Então ele soltou uma risada ou simplesmente mandou um ~kkkk~ e disse que iria ver, logo depois de ficar offline. E eu tinha interpretado na minha singela e careta intuição feminina que aquilo era um sim. Eu vesti minha melhor roupa. Era como se ele pudesse me enxergar além da tela, queria estar bonita para ele. Queria que ele fosse além do feliz natal e dissesse coisas como “espero que esse seja o primeiro de muitos” enquanto ele come um manjar do outro lado e eu amasso as frutas cristalinas do outro. Pensei: “Será tão incrível que dará um texto magnífico!” e enquanto as horas passavam e as crianças corriam, e meu tio rasgava a roupa de papai Noel, eu só pensava que deveria existir uma explicação lógica para aquilo. Mas não tinha.
Deu meia noite. Deu alguns minutos após meia noite. Deu a hora de lavar a louça e recolher os pratos na mesa. Deu a hora de irem embora. E o celular permanecia o mesmo.
Uma decepção amorosa para uma adolescente de 16 anos é como um pequeno buraco latejando no peito. É relativo a descoberta da inexistência do papai Noel ou de fadas madrinhas. Quando a criança volta para casa chorando porque lhe disseram que o dinheiro embaixo do travesseiro eram de seus pais. E o mundo parece sujo e sombrio. E você chega a odiar sua família e dizer que irá fugir de casa. E parece que nunca vai passar.

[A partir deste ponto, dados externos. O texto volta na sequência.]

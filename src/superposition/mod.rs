//! Multi-dose concentration by superposition
//!
//! The depot model is linear, so the concentration after a history of doses
//! is the sum of the single-dose curves, each shifted to its own
//! administration time. Doses are given as three parallel columns: amounts,
//! times and formulation ids, where index `i` of each column describes one
//! dose.
//!
//! # Usage
//!
//! ```rust
//! use esterpk::superposition::{total_concentration, SuperpositionOptions};
//!
//! // 5 mg valerate every 7 days, queried on day 20
//! let c = total_concentration(
//!     20.0,
//!     &[5.0, 5.0, 5.0],
//!     &[0.0, 7.0, 14.0],
//!     &["valerate", "valerate", "valerate"],
//!     &SuperpositionOptions::default(),
//! )
//! .unwrap();
//! assert!(c > 0.0);
//! ```
//!
//! With [`SuperpositionOptions::intervals`] set, the time column holds gaps
//! between consecutive doses instead, see [`normalize_intervals`].

use std::borrow::Cow;

use rayon::prelude::*;
use serde::{Deserialize, Serialize};

use crate::curve::{evaluate_single_dose, CurveOptions};
use crate::error::{EsterError, Mode};
use crate::formulation::{Formulation, FormulationRegistry};

/// Options for a multi-dose query
#[derive(Debug, Clone, Copy, PartialEq, Serialize, Deserialize)]
pub struct SuperpositionOptions {
    /// Linear scale applied to every dose amount (default: 1.0)
    pub conversion_factor: f64,
    /// Uncertainty-aware prediction (not supported)
    pub random: bool,
    /// Interpret dose times as gaps between consecutive doses
    pub intervals: bool,
}

impl Default for SuperpositionOptions {
    fn default() -> Self {
        Self {
            conversion_factor: 1.0,
            random: false,
            intervals: false,
        }
    }
}

impl SuperpositionOptions {
    /// Set the dose conversion factor
    pub fn with_conversion_factor(mut self, factor: f64) -> Self {
        self.conversion_factor = factor;
        self
    }

    /// Request uncertainty-aware prediction
    ///
    /// Every query made with this option fails with
    /// [`EsterError::UnsupportedMode`].
    pub fn with_random(mut self, random: bool) -> Self {
        self.random = random;
        self
    }

    /// Interpret dose times as intervals between doses
    pub fn with_intervals(mut self, intervals: bool) -> Self {
        self.intervals = intervals;
        self
    }
}

/// Convert dose intervals to absolute administration times
///
/// The running sum starts at `-intervals[0]`, so the first dose lands on
/// time zero and dose `i` lands on `intervals[1] + ... + intervals[i]`. The
/// first entry only anchors the sequence.
///
/// ```rust
/// use esterpk::superposition::normalize_intervals;
///
/// assert_eq!(normalize_intervals(&[5.0, 7.0, 7.0]), vec![0.0, 7.0, 14.0]);
/// ```
pub fn normalize_intervals(intervals: &[f64]) -> Vec<f64> {
    let Some(first) = intervals.first() else {
        return Vec::new();
    };
    let mut total = -first;
    intervals
        .iter()
        .map(|gap| {
            total += gap;
            total
        })
        .collect()
}

/// A validated dose history, ready to be evaluated at any query time
struct Regimen<'a> {
    doses: &'a [f64],
    times: Cow<'a, [f64]>,
    formulations: Vec<&'a Formulation>,
    conversion_factor: f64,
}

impl<'a> Regimen<'a> {
    /// Check the query and resolve every formulation before any numeric work
    fn prepare<S: AsRef<str>>(
        registry: &'a FormulationRegistry,
        doses: &'a [f64],
        dose_times: &'a [f64],
        formulation_ids: &[S],
        options: &SuperpositionOptions,
    ) -> Result<Self, EsterError> {
        if options.random {
            tracing::debug!("rejecting random superposition over {} doses", doses.len());
            return Err(EsterError::UnsupportedMode(Mode::Random));
        }

        if doses.len() != dose_times.len() || doses.len() != formulation_ids.len() {
            return Err(EsterError::LengthMismatch {
                doses: doses.len(),
                times: dose_times.len(),
                formulations: formulation_ids.len(),
            });
        }

        let formulations = formulation_ids
            .iter()
            .map(|id| registry.lookup(id.as_ref()))
            .collect::<Result<Vec<_>, _>>()?;

        let times = if options.intervals {
            Cow::Owned(normalize_intervals(dose_times))
        } else {
            Cow::Borrowed(dose_times)
        };

        Ok(Self {
            doses,
            times,
            formulations,
            conversion_factor: options.conversion_factor,
        })
    }

    fn concentration(&self, t: f64) -> Result<f64, EsterError> {
        let curve = CurveOptions::default();
        let mut sum = 0.0;
        for ((&dose, &time), formulation) in self
            .doses
            .iter()
            .zip(self.times.iter())
            .zip(self.formulations.iter())
        {
            sum += evaluate_single_dose(
                t - time,
                dose * self.conversion_factor,
                formulation,
                &curve,
            )?;
        }
        Ok(sum)
    }
}

impl FormulationRegistry {
    /// Total concentration at `t` from a dose history, using this registry
    ///
    /// # Errors
    ///
    /// - [`EsterError::UnsupportedMode`] if `options.random` is set
    /// - [`EsterError::LengthMismatch`] if the three columns differ in length
    /// - [`EsterError::UnknownFormulation`] for the first id not in the registry
    pub fn total_concentration<S: AsRef<str>>(
        &self,
        t: f64,
        doses: &[f64],
        dose_times: &[f64],
        formulation_ids: &[S],
        options: &SuperpositionOptions,
    ) -> Result<f64, EsterError> {
        Regimen::prepare(self, doses, dose_times, formulation_ids, options)?.concentration(t)
    }

    /// Total concentration at each of `times`, evaluated in parallel
    ///
    /// The query is validated once; the output has the same order as `times`.
    pub fn concentration_curve<S: AsRef<str>>(
        &self,
        times: &[f64],
        doses: &[f64],
        dose_times: &[f64],
        formulation_ids: &[S],
        options: &SuperpositionOptions,
    ) -> Result<Vec<f64>, EsterError> {
        let regimen = Regimen::prepare(self, doses, dose_times, formulation_ids, options)?;
        times
            .par_iter()
            .map(|&t| regimen.concentration(t))
            .collect()
    }
}

/// Total concentration at `t` from a dose history, using the builtin registry
///
/// See [`FormulationRegistry::total_concentration`].
pub fn total_concentration<S: AsRef<str>>(
    t: f64,
    doses: &[f64],
    dose_times: &[f64],
    formulation_ids: &[S],
    options: &SuperpositionOptions,
) -> Result<f64, EsterError> {
    FormulationRegistry::global().total_concentration(
        t,
        doses,
        dose_times,
        formulation_ids,
        options,
    )
}

/// Total concentration at each of `times`, using the builtin registry
pub fn concentration_curve<S: AsRef<str>>(
    times: &[f64],
    doses: &[f64],
    dose_times: &[f64],
    formulation_ids: &[S],
    options: &SuperpositionOptions,
) -> Result<Vec<f64>, EsterError> {
    FormulationRegistry::global().concentration_curve(
        times,
        doses,
        dose_times,
        formulation_ids,
        options,
    )
}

Com as unhas que ainda guardavam pequenos vestígios de ameixa e damasco, liguei o computador como se fosse uma arma pronta para fazer um estrago. Conectei o MSN e lá estava ele. Com uma bolinha verde piscando para mim, eu me lembro de ter escrito uma carta imensa de repúdio e vingança ao garoto que tinha me negado seu amor. Lembro de ter feito milhares de metáforas com ilusão natalina ou “você foi o que eu nunca pedi, e mesmo assim eu quis tanto”. Apertei o enter como se fosse um gatilho. E, depois de meia hora escrevendo uma resposta, o garoto proferiu uma frase que eu ainda escutaria muitas vezes por outros ao longo da minha vida: Você é louca.
Terminei a noite com um texto magnífico para o blog – vulgo a resposta que eu dei para ele – e a certeza de que é impossível ensinar alguém a nos amar.